Floods shatter Nigeria’s food export dreams

Nigeria dreamed of a farming renaissance that would slash food bills and rival oil as its top export. It didn’t count on gun-toting herdsmen, heavy floods and a persistent Islamist insurgency.

That perfect storm of insecurity and poor planning has hobbled one of President Muhammadu Buhari’s flagship pledges  to cut an annual $22 billion in food imports just as he gears up for elections in February. It’s prolonging the West African nation’s reliance on crude revenue, a downturn which sparked a 2016 recession. There’s a “lack of strong public governance and political will to take important decisions in the areas of security,” said Femi Soneye at Mount Olive LLC, a Maryland-based company that advises Nigeria’s agriculture ministry. The government has also struggled to provide the support promised to farmers, he said.

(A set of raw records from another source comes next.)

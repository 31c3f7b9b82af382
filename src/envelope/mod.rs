mod builder;
mod store;

pub use builder::{encode_call_data, EnvelopeBuilder};
pub use store::{bounded_store, unbounded_store, EnvelopeStore};
//! Call normalization.
//!
//! A [`Call`] is what callers write; a [`CallDescriptor`] is the canonical
//! form the envelope builder and decoder work with. [`TypeResolver`] decides
//! where argument and return types come from.

mod builder;
mod descriptor;
mod resolver;

pub use builder::{Call, ReturnField, Transform};
pub use descriptor::CallDescriptor;
pub use resolver::{normalize, ResolvedTypes, TypeResolver};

Reviving wheat and rice production would help restore farming to the economic primacy it had before Nigeria’s 1970s oil boom. As crude revenue grew and the country became Africa’s top producer, large-scale agriculture languished. Today in Africa’s most populous nation, petroleum accounts for 90 percent of foreign-currency earnings and two-thirds of government income.

Buhari’s 2015 election and the dramatic fall in crude prices the previous year fuelled plans for a turnaround. New varieties of wheat and cocoa already Nigeria’s largest export after oil and gas were to be introduced; farmers were promised better access to credit, inputs and equipment.

The world’s 10th-largest wheat-buyer, Nigeria pledged to cut imports by 60 percent by 2025 by bringing in varieties that can thrive in warmer climates. Output, though, hasn’t shifted from an annual 60 000 tonnes. That’s dwarfed by the more than 5 million tonnes it shipped in 2017 from Russia and the US, according to the Agriculture Ministry. Processed-rice production is more disputed. The ministry forecast 38 percent growth this year to 6,5 million tonnes and officials say foreign rice arriving at ports has dropped 95 percent because of new levies. — Bloomberg.